**EXERCISE INPUTS:**
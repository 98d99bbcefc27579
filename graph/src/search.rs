use std::collections::VecDeque;

use super::{idx, Error, Graph, Vertex};

const QUEUE_CAPACITY: usize = 32;

#[derive(Debug, Clone, Copy, PartialEq, Eq)]
enum Mark {
    Unvisited,
    /// on the current dfs path
    Open,
    Done,
}

impl<V: Vertex> Graph<V> {
    /// Sort vertices so that for every edge `u -> v`, `u` comes before `v`.
    ///
    /// Uses an iterative depth-first search, starting roots in ascending id order.
    /// If the graph has a cycle, fails with the back edge that closed it.
    pub fn topological_sort(&self) -> Result<Vec<V>, Error<V>> {
        let mut marks = vec![Mark::Unvisited; self.adjacency.len()];
        let mut finished = Vec::with_capacity(self.len());
        // (vertex, index of next out-edge to follow):
        let mut stack: Vec<(V, usize)> = Vec::with_capacity(QUEUE_CAPACITY);

        for root in self.vertices() {
            if marks[idx(root)] != Mark::Unvisited {
                continue;
            }
            marks[idx(root)] = Mark::Open;
            stack.push((root, 0));

            while let Some((u, next)) = stack.pop() {
                match self.edges_from(u).get(next) {
                    Some(&v) => {
                        stack.push((u, next + 1));
                        match marks[idx(v)] {
                            Mark::Unvisited => {
                                marks[idx(v)] = Mark::Open;
                                stack.push((v, 0));
                            }
                            Mark::Open => {
                                log::debug!("found back edge {u:?} -> {v:?}");
                                return Err(Error::ContainsCycle { from: u, to: v });
                            }
                            Mark::Done => {}
                        }
                    }
                    None => {
                        marks[idx(u)] = Mark::Done;
                        finished.push(u);
                    }
                }
            }
        }

        finished.reverse();
        Ok(finished)
    }

    /// True if there is a path (of length zero or more) from `from` to `to`.
    pub fn reaches(&self, from: V, to: V) -> bool {
        if !self.has_vertex(from) || !self.has_vertex(to) {
            return false;
        }
        if from == to {
            return true;
        }
        let mut found = false;
        self.bfs(from, |g, v| g.edges_from(v), |v| {
            found |= v == to;
            !found
        });
        found
    }

    /// Every vertex with a path to `v`, nearest first, not including `v` itself.
    pub fn ancestors(&self, v: V) -> Vec<V> {
        let mut result = Vec::new();
        self.bfs(v, |g, u| g.edges_to(u), |u| {
            result.push(u);
            true
        });
        result
    }

    /// Every vertex reachable from `v`, nearest first, not including `v` itself.
    pub fn descendants(&self, v: V) -> Vec<V> {
        let mut result = Vec::new();
        self.bfs(v, |g, u| g.edges_from(u), |u| {
            result.push(u);
            true
        });
        result
    }

    /// Breadth-first search from `start` following `neighbors`;
    /// `visit` is called once per newly-reached vertex and stops the search by returning false.
    fn bfs<'a, N, F>(&'a self, start: V, neighbors: N, mut visit: F)
    where
        N: Fn(&'a Self, V) -> &'a [V],
        F: FnMut(V) -> bool,
    {
        if !self.has_vertex(start) {
            return;
        }
        let mut seen = vec![false; self.adjacency.len()];
        let mut queue = VecDeque::with_capacity(QUEUE_CAPACITY);
        seen[idx(start)] = true;
        queue.push_back(start);

        while let Some(u) = queue.pop_front() {
            for &v in neighbors(self, u) {
                if seen[idx(v)] {
                    continue;
                }
                seen[idx(v)] = true;
                if !visit(v) {
                    return;
                }
                queue.push_back(v);
            }
        }
    }
}
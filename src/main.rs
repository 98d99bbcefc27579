fn main() -> anyhow::Result<()> {
    vistrails_packages::run()
}
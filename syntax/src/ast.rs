/// type alias just to make type signatures look more consistent.
pub type Ident<'a> = &'a str;

/// The right-hand side of an assignment.
#[derive(Debug, Clone, PartialEq, Eq)]
pub enum Value<'a> {
    /// "some quoted value" or unquoted_value_without_spaces
    Literal(&'a str),
    /// [value1, "value 2", value3]
    List(Vec<&'a str>),
}

impl<'a> Value<'a> {
    /// View this value as a list; a literal is a list of one.
    pub fn to_list(&self) -> Vec<&'a str> {
        match self {
            Self::Literal(s) => vec![*s],
            Self::List(items) => items.clone(),
        }
    }
}

/// `key = value`
pub type Assignment<'a> = (Ident<'a>, Value<'a>);

/// One line (or nested block) inside a `package { ... }` block.
#[derive(Debug, PartialEq, Eq)]
pub enum Entry<'a> {
    Field(Assignment<'a>),
    Configuration(Vec<Assignment<'a>>),
}

/// A `package <identifier> { ... }` block from a manifest file.
#[derive(Debug, Default, PartialEq, Eq)]
pub struct PackageBlock<'a> {
    /// Globally unique package identifier, e.g. `org.vistrails.vtk`.
    pub identifier: &'a str,
    /// Metadata fields, in file order.
    pub fields: Vec<Assignment<'a>>,
    /// Entries of any `configuration { ... }` sub-blocks, in file order.
    pub configuration: Vec<Assignment<'a>>,
}

impl<'a> PackageBlock<'a> {
    pub fn from_entries(identifier: &'a str, entries: Vec<Entry<'a>>) -> Self {
        let mut block = Self {
            identifier,
            fields: Vec::with_capacity(entries.len()),
            configuration: Vec::with_capacity(0),
        };
        for entry in entries {
            match entry {
                Entry::Field(asst) => block.fields.push(asst),
                Entry::Configuration(mut assts) => block.configuration.append(&mut assts),
            }
        }
        block
    }
}

/// One high-level item in a manifest or startup file.
#[derive(Debug, PartialEq, Eq)]
pub enum Item<'a> {
    /// A package definition.
    Package(PackageBlock<'a>),
    /// A top-level `key = value` setting.
    Setting(Assignment<'a>),
}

**WORK INSTRUCTIONS:** Reproduce each line of the records in which the word "match" appears.

**WRITTEN RESPONSE:**
                match self.edges_from(u).get(next) {
                        match marks[idx(v)] {
        match self {
            match entry {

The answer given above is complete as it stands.